*SOURCE INFORMATION*
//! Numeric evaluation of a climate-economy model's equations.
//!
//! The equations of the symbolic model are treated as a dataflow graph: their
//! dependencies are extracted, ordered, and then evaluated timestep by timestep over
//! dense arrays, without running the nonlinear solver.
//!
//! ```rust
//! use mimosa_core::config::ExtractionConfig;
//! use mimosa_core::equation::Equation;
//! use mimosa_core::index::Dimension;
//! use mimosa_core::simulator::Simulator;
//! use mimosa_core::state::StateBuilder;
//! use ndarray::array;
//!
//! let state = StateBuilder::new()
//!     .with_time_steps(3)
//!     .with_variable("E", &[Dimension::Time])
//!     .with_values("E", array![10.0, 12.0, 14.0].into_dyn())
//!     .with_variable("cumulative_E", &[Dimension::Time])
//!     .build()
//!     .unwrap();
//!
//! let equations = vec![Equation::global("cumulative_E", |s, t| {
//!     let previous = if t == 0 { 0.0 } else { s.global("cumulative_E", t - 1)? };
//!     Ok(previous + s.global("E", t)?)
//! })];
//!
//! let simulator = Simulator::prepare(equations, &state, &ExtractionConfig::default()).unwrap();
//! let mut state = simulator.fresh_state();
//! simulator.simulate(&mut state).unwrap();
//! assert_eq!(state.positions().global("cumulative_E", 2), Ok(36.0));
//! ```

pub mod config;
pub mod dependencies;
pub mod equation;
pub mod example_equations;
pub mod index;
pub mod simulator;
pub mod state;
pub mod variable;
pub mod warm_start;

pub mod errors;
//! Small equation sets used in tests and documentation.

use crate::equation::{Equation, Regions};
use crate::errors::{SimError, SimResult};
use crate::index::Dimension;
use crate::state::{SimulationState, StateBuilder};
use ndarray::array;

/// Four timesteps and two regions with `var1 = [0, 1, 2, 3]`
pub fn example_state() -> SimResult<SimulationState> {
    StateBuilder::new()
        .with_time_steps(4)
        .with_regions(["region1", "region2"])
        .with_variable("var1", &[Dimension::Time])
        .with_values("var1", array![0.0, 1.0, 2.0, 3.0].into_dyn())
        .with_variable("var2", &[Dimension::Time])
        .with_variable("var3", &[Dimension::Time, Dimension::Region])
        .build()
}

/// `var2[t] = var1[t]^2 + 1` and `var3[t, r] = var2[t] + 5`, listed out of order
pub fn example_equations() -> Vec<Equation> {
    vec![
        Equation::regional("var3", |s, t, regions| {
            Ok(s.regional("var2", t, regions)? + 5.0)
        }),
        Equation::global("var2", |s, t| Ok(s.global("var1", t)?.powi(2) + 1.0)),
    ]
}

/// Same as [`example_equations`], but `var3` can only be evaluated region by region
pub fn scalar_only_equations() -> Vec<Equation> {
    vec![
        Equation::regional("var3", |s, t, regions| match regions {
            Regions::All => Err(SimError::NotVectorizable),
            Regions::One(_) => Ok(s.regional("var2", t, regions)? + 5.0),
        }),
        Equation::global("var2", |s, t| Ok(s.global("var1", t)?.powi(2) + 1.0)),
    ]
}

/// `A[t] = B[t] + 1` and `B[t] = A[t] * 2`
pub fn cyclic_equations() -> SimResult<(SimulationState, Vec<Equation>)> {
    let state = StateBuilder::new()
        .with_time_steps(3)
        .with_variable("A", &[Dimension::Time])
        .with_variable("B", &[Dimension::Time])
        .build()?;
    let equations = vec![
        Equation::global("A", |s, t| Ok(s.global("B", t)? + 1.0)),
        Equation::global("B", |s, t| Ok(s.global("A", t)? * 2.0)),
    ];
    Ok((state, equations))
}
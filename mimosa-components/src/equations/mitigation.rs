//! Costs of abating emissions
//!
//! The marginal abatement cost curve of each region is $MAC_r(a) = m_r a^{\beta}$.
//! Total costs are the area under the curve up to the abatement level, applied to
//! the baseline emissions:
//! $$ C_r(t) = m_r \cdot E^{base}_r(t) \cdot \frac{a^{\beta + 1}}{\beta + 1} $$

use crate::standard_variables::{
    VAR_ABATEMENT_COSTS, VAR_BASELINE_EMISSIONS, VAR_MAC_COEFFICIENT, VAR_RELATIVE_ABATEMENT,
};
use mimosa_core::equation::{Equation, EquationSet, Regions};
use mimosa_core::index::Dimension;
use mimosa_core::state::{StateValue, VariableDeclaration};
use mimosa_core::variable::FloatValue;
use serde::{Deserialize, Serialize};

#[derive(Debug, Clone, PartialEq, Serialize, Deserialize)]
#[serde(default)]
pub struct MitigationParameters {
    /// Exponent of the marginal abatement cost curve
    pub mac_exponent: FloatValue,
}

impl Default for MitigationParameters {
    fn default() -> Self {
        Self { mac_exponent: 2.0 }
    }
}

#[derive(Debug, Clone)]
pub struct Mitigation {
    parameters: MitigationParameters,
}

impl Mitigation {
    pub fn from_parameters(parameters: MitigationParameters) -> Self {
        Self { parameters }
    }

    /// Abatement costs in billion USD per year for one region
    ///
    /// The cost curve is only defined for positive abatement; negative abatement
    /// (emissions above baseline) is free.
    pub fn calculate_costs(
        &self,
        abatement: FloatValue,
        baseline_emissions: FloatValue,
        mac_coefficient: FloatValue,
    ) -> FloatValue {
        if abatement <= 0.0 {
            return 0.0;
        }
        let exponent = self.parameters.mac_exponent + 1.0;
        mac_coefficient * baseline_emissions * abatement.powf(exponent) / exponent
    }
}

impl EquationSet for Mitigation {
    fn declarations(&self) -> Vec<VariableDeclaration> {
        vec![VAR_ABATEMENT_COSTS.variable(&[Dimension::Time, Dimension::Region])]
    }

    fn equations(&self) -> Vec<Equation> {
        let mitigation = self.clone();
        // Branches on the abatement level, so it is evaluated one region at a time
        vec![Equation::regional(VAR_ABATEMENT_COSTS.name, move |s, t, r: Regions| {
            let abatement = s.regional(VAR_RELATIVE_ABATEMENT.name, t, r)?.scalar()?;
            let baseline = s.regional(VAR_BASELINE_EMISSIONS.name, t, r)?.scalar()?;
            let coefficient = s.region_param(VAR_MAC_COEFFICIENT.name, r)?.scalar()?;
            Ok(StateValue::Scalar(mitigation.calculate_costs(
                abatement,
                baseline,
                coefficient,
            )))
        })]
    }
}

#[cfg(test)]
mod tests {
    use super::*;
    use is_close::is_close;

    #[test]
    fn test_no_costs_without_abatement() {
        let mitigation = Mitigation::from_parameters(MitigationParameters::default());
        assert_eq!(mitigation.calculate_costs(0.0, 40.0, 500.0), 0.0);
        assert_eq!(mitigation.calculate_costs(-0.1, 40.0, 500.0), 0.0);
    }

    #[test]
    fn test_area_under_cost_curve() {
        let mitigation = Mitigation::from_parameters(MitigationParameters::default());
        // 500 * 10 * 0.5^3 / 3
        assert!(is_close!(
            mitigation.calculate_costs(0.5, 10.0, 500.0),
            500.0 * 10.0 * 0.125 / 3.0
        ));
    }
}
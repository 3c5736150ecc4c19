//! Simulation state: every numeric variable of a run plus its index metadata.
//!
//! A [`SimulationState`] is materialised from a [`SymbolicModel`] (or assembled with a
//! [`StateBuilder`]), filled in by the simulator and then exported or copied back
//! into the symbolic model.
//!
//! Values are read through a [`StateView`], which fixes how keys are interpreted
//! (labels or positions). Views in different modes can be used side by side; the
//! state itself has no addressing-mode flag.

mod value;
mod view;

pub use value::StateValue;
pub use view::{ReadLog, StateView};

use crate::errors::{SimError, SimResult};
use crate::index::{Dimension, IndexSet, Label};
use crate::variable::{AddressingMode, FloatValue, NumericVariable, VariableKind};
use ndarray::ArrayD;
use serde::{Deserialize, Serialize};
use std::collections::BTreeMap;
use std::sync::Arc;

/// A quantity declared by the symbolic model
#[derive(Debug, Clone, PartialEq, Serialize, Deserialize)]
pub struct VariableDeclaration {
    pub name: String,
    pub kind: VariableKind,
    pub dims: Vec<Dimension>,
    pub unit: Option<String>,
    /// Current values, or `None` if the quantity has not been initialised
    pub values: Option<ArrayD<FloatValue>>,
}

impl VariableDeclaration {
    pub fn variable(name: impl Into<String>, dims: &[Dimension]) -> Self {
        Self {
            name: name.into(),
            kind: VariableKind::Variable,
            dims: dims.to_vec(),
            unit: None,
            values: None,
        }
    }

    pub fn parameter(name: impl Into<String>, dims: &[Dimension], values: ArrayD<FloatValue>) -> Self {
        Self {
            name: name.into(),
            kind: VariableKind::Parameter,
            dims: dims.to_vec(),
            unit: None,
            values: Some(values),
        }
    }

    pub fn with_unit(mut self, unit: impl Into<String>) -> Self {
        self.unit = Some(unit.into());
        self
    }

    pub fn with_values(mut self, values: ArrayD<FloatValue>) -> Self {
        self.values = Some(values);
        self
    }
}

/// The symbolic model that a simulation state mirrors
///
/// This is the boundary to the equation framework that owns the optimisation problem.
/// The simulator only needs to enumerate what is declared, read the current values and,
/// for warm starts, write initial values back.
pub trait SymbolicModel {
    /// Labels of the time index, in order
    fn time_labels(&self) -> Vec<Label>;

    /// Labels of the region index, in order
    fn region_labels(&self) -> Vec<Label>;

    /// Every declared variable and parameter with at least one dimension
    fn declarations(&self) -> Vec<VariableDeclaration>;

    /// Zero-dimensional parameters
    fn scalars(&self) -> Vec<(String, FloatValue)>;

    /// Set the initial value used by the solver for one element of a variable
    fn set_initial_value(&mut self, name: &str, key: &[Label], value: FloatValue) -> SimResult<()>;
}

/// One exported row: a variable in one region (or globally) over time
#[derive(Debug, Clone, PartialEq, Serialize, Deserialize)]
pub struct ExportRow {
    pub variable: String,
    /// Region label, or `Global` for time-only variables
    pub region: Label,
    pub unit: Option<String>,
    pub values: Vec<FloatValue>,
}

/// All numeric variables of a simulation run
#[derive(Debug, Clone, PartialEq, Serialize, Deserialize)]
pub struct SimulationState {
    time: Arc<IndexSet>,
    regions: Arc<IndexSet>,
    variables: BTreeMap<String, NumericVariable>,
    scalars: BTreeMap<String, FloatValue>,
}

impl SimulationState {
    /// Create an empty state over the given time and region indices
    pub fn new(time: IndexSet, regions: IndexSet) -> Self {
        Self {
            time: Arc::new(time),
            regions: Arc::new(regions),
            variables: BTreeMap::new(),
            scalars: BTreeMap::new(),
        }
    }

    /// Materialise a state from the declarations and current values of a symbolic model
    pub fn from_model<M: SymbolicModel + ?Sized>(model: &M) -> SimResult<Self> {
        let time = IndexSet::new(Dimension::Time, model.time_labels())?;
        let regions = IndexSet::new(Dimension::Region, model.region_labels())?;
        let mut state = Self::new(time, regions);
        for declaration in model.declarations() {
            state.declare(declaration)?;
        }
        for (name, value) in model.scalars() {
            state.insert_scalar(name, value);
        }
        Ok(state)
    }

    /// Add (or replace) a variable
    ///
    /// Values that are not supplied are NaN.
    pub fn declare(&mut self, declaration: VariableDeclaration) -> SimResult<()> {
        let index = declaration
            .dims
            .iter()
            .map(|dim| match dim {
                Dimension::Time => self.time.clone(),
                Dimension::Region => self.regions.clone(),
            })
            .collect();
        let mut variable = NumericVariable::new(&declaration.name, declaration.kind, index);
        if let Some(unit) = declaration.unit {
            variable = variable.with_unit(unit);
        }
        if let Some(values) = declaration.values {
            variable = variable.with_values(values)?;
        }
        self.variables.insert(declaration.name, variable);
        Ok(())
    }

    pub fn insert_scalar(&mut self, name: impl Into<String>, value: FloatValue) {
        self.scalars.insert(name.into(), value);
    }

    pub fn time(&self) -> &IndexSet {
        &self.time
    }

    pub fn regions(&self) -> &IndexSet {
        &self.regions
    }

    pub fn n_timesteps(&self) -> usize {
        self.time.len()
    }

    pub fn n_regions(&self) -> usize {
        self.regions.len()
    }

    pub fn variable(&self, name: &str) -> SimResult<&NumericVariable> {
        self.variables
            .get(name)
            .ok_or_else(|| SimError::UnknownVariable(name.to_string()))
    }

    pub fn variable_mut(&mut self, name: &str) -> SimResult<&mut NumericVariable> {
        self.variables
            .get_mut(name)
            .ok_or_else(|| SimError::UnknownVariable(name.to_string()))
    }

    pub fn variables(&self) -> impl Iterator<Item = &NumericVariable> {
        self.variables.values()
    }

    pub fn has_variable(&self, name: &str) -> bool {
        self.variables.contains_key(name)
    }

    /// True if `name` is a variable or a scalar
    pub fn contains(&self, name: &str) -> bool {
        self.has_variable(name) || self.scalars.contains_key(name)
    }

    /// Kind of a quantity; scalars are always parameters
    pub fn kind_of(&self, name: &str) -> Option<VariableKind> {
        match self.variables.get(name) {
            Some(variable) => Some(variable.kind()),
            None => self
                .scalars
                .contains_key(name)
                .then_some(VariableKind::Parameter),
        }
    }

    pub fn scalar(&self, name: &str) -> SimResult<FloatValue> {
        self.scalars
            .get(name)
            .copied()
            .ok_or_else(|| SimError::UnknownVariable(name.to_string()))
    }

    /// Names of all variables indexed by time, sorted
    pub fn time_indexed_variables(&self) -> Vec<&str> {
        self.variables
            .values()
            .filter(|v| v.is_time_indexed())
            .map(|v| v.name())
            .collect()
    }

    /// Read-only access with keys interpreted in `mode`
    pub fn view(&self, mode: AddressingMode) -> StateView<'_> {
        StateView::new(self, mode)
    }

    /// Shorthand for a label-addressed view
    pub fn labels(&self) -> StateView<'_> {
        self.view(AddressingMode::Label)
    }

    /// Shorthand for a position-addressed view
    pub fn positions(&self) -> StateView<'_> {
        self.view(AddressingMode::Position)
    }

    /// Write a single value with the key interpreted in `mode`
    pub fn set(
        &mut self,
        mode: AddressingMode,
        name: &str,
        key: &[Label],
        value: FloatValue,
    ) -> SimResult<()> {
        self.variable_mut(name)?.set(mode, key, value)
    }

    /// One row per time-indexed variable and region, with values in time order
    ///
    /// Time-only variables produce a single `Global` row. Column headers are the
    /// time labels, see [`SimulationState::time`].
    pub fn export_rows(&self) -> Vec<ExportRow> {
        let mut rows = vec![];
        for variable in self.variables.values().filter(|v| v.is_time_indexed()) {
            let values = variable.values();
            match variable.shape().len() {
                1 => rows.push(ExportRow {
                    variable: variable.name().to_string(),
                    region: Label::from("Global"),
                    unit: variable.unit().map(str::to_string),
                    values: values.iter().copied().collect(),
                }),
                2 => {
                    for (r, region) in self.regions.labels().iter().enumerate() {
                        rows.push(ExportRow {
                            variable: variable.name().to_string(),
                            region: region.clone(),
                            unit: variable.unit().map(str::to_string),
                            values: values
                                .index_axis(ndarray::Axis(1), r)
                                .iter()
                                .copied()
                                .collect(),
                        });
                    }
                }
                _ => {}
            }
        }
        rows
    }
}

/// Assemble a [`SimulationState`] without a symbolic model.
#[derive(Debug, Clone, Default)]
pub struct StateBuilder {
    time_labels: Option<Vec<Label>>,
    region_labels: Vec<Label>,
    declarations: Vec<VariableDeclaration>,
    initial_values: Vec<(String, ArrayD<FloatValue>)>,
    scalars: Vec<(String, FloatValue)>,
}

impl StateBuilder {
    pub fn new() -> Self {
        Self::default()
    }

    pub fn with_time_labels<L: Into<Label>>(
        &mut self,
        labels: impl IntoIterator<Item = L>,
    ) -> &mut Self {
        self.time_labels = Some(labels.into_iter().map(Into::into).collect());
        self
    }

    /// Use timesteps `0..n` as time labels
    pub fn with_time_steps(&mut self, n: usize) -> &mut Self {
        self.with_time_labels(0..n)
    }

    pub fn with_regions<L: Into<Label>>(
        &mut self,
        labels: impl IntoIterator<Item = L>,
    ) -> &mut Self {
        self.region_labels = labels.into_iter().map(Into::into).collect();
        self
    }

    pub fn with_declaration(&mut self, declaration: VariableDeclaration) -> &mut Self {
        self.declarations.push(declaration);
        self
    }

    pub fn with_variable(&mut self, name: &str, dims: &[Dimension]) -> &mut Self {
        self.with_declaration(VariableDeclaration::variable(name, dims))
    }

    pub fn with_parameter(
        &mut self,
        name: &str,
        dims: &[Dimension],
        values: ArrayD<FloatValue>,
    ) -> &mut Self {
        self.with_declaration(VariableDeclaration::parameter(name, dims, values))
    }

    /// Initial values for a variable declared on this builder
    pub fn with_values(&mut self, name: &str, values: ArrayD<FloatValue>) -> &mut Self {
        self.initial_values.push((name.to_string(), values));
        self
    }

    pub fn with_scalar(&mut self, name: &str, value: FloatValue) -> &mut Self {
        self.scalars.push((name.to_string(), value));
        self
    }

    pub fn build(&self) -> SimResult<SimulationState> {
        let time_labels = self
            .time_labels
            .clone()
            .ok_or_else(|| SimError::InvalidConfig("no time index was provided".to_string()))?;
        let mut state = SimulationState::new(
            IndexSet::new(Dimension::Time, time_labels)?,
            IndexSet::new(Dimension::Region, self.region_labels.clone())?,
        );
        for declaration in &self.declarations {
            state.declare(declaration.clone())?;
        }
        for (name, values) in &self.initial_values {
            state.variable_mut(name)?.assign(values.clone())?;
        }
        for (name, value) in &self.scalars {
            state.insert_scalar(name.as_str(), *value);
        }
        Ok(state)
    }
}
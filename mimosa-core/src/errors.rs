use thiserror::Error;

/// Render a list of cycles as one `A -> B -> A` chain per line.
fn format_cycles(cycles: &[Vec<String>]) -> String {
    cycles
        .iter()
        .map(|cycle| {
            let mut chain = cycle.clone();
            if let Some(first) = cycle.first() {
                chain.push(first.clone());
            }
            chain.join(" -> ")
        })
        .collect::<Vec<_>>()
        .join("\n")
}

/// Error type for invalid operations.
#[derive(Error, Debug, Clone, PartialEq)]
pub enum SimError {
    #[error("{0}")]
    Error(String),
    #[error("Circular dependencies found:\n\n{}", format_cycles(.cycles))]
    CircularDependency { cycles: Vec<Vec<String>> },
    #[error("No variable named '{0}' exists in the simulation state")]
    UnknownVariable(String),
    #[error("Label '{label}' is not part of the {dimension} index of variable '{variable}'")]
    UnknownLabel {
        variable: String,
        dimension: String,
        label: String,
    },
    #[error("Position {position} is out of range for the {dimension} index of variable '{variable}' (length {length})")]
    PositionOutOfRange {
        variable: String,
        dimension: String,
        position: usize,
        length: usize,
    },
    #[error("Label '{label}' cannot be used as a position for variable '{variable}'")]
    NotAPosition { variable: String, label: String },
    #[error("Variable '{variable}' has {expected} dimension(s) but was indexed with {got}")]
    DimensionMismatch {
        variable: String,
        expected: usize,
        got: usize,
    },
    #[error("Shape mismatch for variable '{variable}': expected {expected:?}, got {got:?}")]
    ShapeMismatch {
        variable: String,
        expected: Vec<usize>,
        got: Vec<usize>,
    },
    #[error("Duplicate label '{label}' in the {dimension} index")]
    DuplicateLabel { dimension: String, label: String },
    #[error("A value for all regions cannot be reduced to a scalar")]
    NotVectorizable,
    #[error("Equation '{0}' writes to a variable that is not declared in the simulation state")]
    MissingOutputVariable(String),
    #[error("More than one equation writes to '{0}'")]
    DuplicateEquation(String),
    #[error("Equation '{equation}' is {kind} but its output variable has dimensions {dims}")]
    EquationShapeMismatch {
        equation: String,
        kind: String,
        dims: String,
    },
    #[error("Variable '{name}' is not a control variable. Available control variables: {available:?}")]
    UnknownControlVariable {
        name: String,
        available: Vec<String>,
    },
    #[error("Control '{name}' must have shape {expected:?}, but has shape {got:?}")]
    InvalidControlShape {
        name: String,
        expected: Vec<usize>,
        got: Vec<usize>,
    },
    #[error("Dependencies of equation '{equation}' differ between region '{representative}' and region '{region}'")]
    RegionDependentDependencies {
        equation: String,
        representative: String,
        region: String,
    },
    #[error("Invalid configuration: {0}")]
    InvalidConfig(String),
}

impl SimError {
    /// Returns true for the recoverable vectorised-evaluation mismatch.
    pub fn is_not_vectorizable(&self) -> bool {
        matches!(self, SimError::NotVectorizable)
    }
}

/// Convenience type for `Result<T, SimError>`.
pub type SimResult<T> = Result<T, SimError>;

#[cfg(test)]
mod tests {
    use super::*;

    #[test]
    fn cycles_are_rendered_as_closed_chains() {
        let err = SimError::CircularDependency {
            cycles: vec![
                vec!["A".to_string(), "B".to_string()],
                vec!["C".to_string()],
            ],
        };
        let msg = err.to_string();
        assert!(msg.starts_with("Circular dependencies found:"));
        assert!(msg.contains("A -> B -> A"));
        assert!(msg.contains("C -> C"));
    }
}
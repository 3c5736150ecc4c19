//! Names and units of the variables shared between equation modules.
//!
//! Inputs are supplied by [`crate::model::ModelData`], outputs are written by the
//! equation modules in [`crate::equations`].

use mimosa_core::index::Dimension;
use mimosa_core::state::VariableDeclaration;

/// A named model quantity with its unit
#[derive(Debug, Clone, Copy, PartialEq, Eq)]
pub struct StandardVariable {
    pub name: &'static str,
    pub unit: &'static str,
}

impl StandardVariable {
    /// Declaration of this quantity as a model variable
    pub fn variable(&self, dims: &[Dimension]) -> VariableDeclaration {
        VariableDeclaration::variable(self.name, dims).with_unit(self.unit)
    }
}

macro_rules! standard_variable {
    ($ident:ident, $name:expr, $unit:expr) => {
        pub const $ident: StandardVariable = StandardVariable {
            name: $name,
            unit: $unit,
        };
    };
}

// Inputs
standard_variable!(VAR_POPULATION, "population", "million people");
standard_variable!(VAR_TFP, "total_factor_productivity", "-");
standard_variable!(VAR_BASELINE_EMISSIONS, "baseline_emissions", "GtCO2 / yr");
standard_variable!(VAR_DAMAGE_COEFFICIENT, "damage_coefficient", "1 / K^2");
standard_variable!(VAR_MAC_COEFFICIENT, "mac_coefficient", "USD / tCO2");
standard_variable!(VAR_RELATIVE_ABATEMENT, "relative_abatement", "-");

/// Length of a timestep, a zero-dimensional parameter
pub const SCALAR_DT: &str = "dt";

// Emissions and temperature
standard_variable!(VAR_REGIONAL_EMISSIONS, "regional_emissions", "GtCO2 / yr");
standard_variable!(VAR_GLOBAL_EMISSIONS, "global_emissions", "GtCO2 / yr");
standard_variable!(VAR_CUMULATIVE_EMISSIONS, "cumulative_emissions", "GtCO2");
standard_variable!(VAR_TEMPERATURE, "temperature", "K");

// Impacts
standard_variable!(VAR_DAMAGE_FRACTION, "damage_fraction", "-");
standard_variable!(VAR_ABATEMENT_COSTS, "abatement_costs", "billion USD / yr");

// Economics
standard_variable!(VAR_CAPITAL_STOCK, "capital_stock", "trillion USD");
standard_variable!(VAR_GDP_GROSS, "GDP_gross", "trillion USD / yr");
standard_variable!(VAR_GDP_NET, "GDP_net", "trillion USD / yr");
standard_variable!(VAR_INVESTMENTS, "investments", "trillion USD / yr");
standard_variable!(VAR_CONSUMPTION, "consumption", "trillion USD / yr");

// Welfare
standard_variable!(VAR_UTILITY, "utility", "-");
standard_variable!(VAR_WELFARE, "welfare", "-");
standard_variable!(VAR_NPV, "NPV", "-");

*EXERCISE AIM*
Write out every line from the data above that includes "StateView".

*WORKED SOLUTION*
//! Values are read through a [`StateView`], which fixes how keys are interpreted
pub use view::{ReadLog, StateView};
    pub fn view(&self, mode: AddressingMode) -> StateView<'_> {
        StateView::new(self, mode)
    pub fn labels(&self) -> StateView<'_> {
    pub fn positions(&self) -> StateView<'_> {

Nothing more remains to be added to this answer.